What does the day-to-day work actually look like?

Most of the value happens in small, repeated adjustments rather than big launches. A competent manager is inside the account weekly, sometimes daily, looking at what searches triggered ads, which clicks turned into calls, and where budget is leaking.

The recurring workflow usually includes:

  • Reviewing the search terms report and adding negatives for irrelevant queries (pro se help, DIY forms, job searches, celebrity gossip, opposing-party research).
  • Adjusting bids by device, location, hour of day, and audience signal based on what actually converts.
  • Rotating and testing ad copy, especially headlines and callouts tied to practice area and consultation offer.
  • Auditing conversion tracking so call and form data stays accurate.
  • Refreshing keyword lists as case types shift (custody spikes, modification season, post-holiday divorce inquiries).
  • Producing reports that connect spend to consultations booked, not just clicks.

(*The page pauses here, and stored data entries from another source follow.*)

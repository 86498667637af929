//! # Admin Routes
//!
//! Every handler takes [`AdminUser`], so a seller token gets 403 before any
//! work is done.
//!
//! ```text
//! ┌─────────────────────────────────────────────────────────────────────────┐
//! │  Route                          Service                 Chat report    │
//! │  ─────                          ───────                 ───────────    │
//! │  POST   /arrivals               receive_arrival         yes            │
//! │  POST   /discard                discard                 yes            │
//! │  PUT    /ledger                 edit_ledger             yes            │
//! │  PUT    /products/{id}          edit_product            no             │
//! │  DELETE /products/{id}          delete_product          no             │
//! │  POST   /cleanup                cleanup                 no             │
//! └─────────────────────────────────────────────────────────────────────────┘
//! ```

use axum::body::Bytes;
use axum::extract::{Path, Query, State};
use axum::routing::{delete, get, post, put};
use axum::{Json, Router};
use serde::Deserialize;
use tracing::info;

use vape_core::{CleanupReport, DailySales, DepletionMarker, Ledger, LedgerPatch, Product, ProductDraft, ProductKind};

use crate::auth::AdminUser;
use crate::error::ApiResult;
use crate::images::StoredImage;
use crate::services::{self, ArrivalResponse, DiscardResponse};
use crate::state::AppState;

#[derive(Debug, Deserialize)]
pub struct ProductsQuery {
    pub kind: Option<String>,
}

#[derive(Debug, Deserialize)]
#[serde(rename_all = "camelCase")]
pub struct DiscardRequest {
    pub product_id: String,
    pub flavor: Option<String>,
}

/// Absolute balances plus an optional label for the chat report.
#[derive(Debug, Deserialize)]
pub struct LedgerEditRequest {
    #[serde(flatten)]
    pub patch: LedgerPatch,
    pub operation: Option<String>,
}

#[derive(Debug, Deserialize)]
pub struct UploadQuery {
    #[serde(default)]
    pub filename: String,
}

pub(super) fn routes() -> Router<AppState> {
    Router::new()
        .route("/products", get(list_products))
        .route("/products/{id}", put(edit_product).delete(delete_product))
        .route("/arrivals", post(receive_arrival))
        .route("/discard", post(discard))
        .route("/ledger", put(edit_ledger))
        .route("/stats", get(daily_stats))
        .route("/cleanup", post(cleanup))
        .route("/depletions", get(list_depletions))
        .route("/depletions/{id}", delete(clear_depletion))
        .route("/images", post(upload_image))
}

async fn list_products(
    _admin: AdminUser,
    State(state): State<AppState>,
    Query(query): Query<ProductsQuery>,
) -> ApiResult<Json<Vec<Product>>> {
    let kind = match query.kind.as_deref().filter(|k| !k.is_empty()) {
        Some(kind) => Some(kind.parse::<ProductKind>()?),
        None => None,
    };
    Ok(Json(state.db.products().list(kind).await?))
}

async fn receive_arrival(
    _admin: AdminUser,
    State(state): State<AppState>,
    Json(draft): Json<ProductDraft>,
) -> ApiResult<Json<ArrivalResponse>> {
    Ok(Json(services::receive_arrival(&state, &draft).await?))
}

async fn edit_product(
    _admin: AdminUser,
    State(state): State<AppState>,
    Path(id): Path<String>,
    Json(draft): Json<ProductDraft>,
) -> ApiResult<Json<Product>> {
    Ok(Json(services::edit_product(&state, &id, &draft).await?))
}

async fn delete_product(
    admin: AdminUser,
    State(state): State<AppState>,
    Path(id): Path<String>,
) -> ApiResult<Json<Ledger>> {
    let ledger = services::delete_product(&state, &id).await?;
    info!(product_id = %id, by = %admin.0.sub, "Product deleted by admin");
    Ok(Json(ledger))
}

async fn discard(
    _admin: AdminUser,
    State(state): State<AppState>,
    Json(request): Json<DiscardRequest>,
) -> ApiResult<Json<DiscardResponse>> {
    let response = services::discard(&state, &request.product_id, request.flavor.as_deref()).await?;
    Ok(Json(response))
}

async fn edit_ledger(
    _admin: AdminUser,
    State(state): State<AppState>,
    Json(request): Json<LedgerEditRequest>,
) -> ApiResult<Json<Ledger>> {
    let ledger = services::edit_ledger(&state, &request.patch, request.operation.as_deref()).await?;
    Ok(Json(ledger))
}

async fn daily_stats(_admin: AdminUser, State(state): State<AppState>) -> ApiResult<Json<Vec<DailySales>>> {
    Ok(Json(state.db.daily_sales().list().await?))
}

async fn cleanup(_admin: AdminUser, State(state): State<AppState>) -> ApiResult<Json<CleanupReport>> {
    Ok(Json(services::cleanup(&state).await?))
}

async fn list_depletions(_admin: AdminUser, State(state): State<AppState>) -> ApiResult<Json<Vec<DepletionMarker>>> {
    Ok(Json(state.db.depletions().list().await?))
}

/// Forgets a marker so the item is announced again next time it runs out.
async fn clear_depletion(
    _admin: AdminUser,
    State(state): State<AppState>,
    Path(id): Path<String>,
) -> ApiResult<Json<Vec<DepletionMarker>>> {
    state.db.depletions().clear(&id).await?;
    Ok(Json(state.db.depletions().list().await?))
}

/// Raw body upload; the name only seeds the stored key.
async fn upload_image(
    _admin: AdminUser,
    State(state): State<AppState>,
    Query(query): Query<UploadQuery>,
    body: Bytes,
) -> ApiResult<Json<StoredImage>> {
    Ok(Json(state.images.save(&query.filename, &body).await?))
}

None of these tasks are glamorous. Skipping any of them for a few months is how family law accounts quietly bleed budget.

Receptionist answering a phone call at a front desk

Why is family law paid search different from other industries?

Family law keywords are among the most expensive in Google Ads, and the search intent is unusually mixed. Someone typing "custody lawyer near me" at 11pm on a Sunday is a very different prospect than someone searching "how does joint custody work in [state]." A general manager tends to treat both as leads. A family law specialist knows only one of them is likely to book.

The market also has patterns a generalist can miss: divorce filings often rise after major holidays, custody modifications cluster around school calendars, and search behavior around domestic issues is emotionally charged and time-sensitive. Ad copy and landing pages have to acknowledge that context without exploiting it.

What separates a good Google Ads manager from a mediocre one?

The difference shows up in the account structure and the search terms report, not the pitch deck. A skilled manager builds tightly themed ad groups by practice area (divorce, custody, child support, adoption, modifications) and matches ad copy to each one. A weaker manager runs one broad campaign for "family law" and hopes Google figures it out.

Concrete signs of a strong manager:

  1. Negative keyword lists that grow every month and reflect real family law noise, not generic templates.
  2. Separate campaigns for distinct practice areas so budget can be controlled by case type instead of lumped together.
  3. Conversion tracking that distinguishes a form fill from a qualified phone call of meaningful length.
  4. Ad copy iteration based on tested variants, not one set of ads written at launch and left alone.
  5. Reporting that ties spend to consultations booked and to case types the firm actually wants.
  6. Direct communication when something isn't working, including honest recommendations to pause or reallocate.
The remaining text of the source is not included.